-- Try it --
Set down, in full, every record in the block.

-- Given data --
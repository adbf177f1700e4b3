//! Append-only XP transactions

use chrono::{DateTime, Utc};
use rusqlite::{Connection, Row, params};

use super::{enum_col, from_ms, to_ms, uuid_col};
use crate::error::Result;
use crate::models::{RelatedEntity, UserId, XpReason, XpTransaction};

fn map_transaction(row: &Row<'_>) -> rusqlite::Result<XpTransaction> {
    let related_kind: Option<String> = row.get(4)?;
    let related_id: Option<String> = row.get(5)?;
    let related = match (related_kind, related_id) {
        (Some(kind), Some(id)) => RelatedEntity::from_parts(&kind, id),
        _ => None,
    };
    Ok(XpTransaction {
        id: row.get(0)?,
        user_id: uuid_col(row, 1)?,
        amount: row.get(2)?,
        reason: enum_col(row, 3, XpReason::from_db)?,
        related,
        created_at: from_ms(row.get(6)?),
    })
}

/// Append one transaction and return its id
pub fn append(
    conn: &Connection,
    user_id: UserId,
    amount: i64,
    reason: XpReason,
    related: Option<&RelatedEntity>,
    now: DateTime<Utc>,
) -> Result<i64> {
    conn.execute(
        "INSERT INTO xp_transactions (user_id, amount, reason, related_kind, related_id, created_at) \
         VALUES (?1, ?2, ?3, ?4, ?5, ?6)",
        params![
            user_id.to_string(),
            amount,
            reason.as_str(),
            related.map(|r| r.kind()),
            related.map(|r| r.id()),
            to_ms(now),
        ],
    )?;
    Ok(conn.last_insert_rowid())
}

/// Most recent transactions first
pub fn for_user(conn: &Connection, user_id: UserId, limit: usize) -> Result<Vec<XpTransaction>> {
    let mut stmt = conn.prepare(
        "SELECT id, user_id, amount, reason, related_kind, related_id, created_at \
         FROM xp_transactions WHERE user_id = ?1 ORDER BY id DESC LIMIT ?2",
    )?;
    let rows = stmt
        .query_map(
            params![user_id.to_string(), i64::try_from(limit).unwrap_or(i64::MAX)],
            map_transaction,
        )?
        .collect::<rusqlite::Result<Vec<_>>>()?;
    Ok(rows)
}

/// Sum of every transaction for a user; always equals the user's total XP
pub fn sum_for_user(conn: &Connection, user_id: UserId) -> Result<i64> {
    let sum = conn.query_row(
        "SELECT COALESCE(SUM(amount), 0) FROM xp_transactions WHERE user_id = ?1",
        [user_id.to_string()],
        |row| row.get(0),
    )?;
    Ok(sum)
}
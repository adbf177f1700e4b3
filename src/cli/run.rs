//! Scheduler daemon

use anyhow::Result;

use questboard::jobs::Scheduler;

use super::Context;

/// Run resets and leaderboard refreshes until Ctrl-C
pub async fn run_command(ctx: Context) -> Result<()> {
    let scheduler = Scheduler::new(ctx.runner()?, ctx.config.scheduler.clone());
    scheduler
        .run(async {
            if let Err(e) = tokio::signal::ctrl_c().await {
                tracing::error!("Failed to listen for Ctrl-C: {}", e);
                std::future::pending::<()>().await;
            }
            tracing::info!("Shutdown requested");
        })
        .await
}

-- Expected answer --
repository adbf177f1700e4b3
//! Append-only XP transactions

use chrono::{DateTime, Utc};
use rusqlite::{Connection, Row, params};

use super::{enum_col, from_ms, to_ms, uuid_col};
use crate::error::Result;
use crate::models::{RelatedEntity, UserId, XpReason, XpTransaction};

fn map_transaction(row: &Row<'_>) -> rusqlite::Result<XpTransaction> {
    let related_kind: Option<String> = row.get(4)?;
    let related_id: Option<String> = row.get(5)?;
    let related = match (related_kind, related_id) {
        (Some(kind), Some(id)) => RelatedEntity::from_parts(&kind, id),
        _ => None,
    };
    Ok(XpTransaction {
        id: row.get(0)?,
        user_id: uuid_col(row, 1)?,
        amount: row.get(2)?,
        reason: enum_col(row, 3, XpReason::from_db)?,
        related,
        created_at: from_ms(row.get(6)?),
    })
}

/// Append one transaction and return its id
pub fn append(
    conn: &Connection,
    user_id: UserId,
    amount: i64,
    reason: XpReason,
    related: Option<&RelatedEntity>,
    now: DateTime<Utc>,
) -> Result<i64> {
    conn.execute(
        "INSERT INTO xp_transactions (user_id, amount, reason, related_kind, related_id, created_at) \
         VALUES (?1, ?2, ?3, ?4, ?5, ?6)",
        params![
            user_id.to_string(),
            amount,
            reason.as_str(),
            related.map(|r| r.kind()),
            related.map(|r| r.id()),
            to_ms(now),
        ],
    )?;
    Ok(conn.last_insert_rowid())
}

/// Most recent transactions first
pub fn for_user(conn: &Connection, user_id: UserId, limit: usize) -> Result<Vec<XpTransaction>> {
    let mut stmt = conn.prepare(
        "SELECT id, user_id, amount, reason, related_kind, related_id, created_at \
         FROM xp_transactions WHERE user_id = ?1 ORDER BY id DESC LIMIT ?2",
    )?;
    let rows = stmt
        .query_map(
            params![user_id.to_string(), i64::try_from(limit).unwrap_or(i64::MAX)],
            map_transaction,
        )?
        .collect::<rusqlite::Result<Vec<_>>>()?;
    Ok(rows)
}

/// Sum of every transaction for a user; always equals the user's total XP
pub fn sum_for_user(conn: &Connection, user_id: UserId) -> Result<i64> {
    let sum = conn.query_row(
        "SELECT COALESCE(SUM(amount), 0) FROM xp_transactions WHERE user_id = ?1",
        [user_id.to_string()],
        |row| row.get(0),
    )?;
    Ok(sum)
}
repository adbf177f1700e4b3
filename src/cli/run.rs
//! Scheduler daemon

use anyhow::Result;

use questboard::jobs::Scheduler;

use super::Context;

/// Run resets and leaderboard refreshes until Ctrl-C
pub async fn run_command(ctx: Context) -> Result<()> {
    let scheduler = Scheduler::new(ctx.runner()?, ctx.config.scheduler.clone());
    scheduler
        .run(async {
            if let Err(e) = tokio::signal::ctrl_c().await {
                tracing::error!("Failed to listen for Ctrl-C: {}", e);
                std::future::pending::<()>().await;
            }
            tracing::info!("Shutdown requested");
        })
        .await
}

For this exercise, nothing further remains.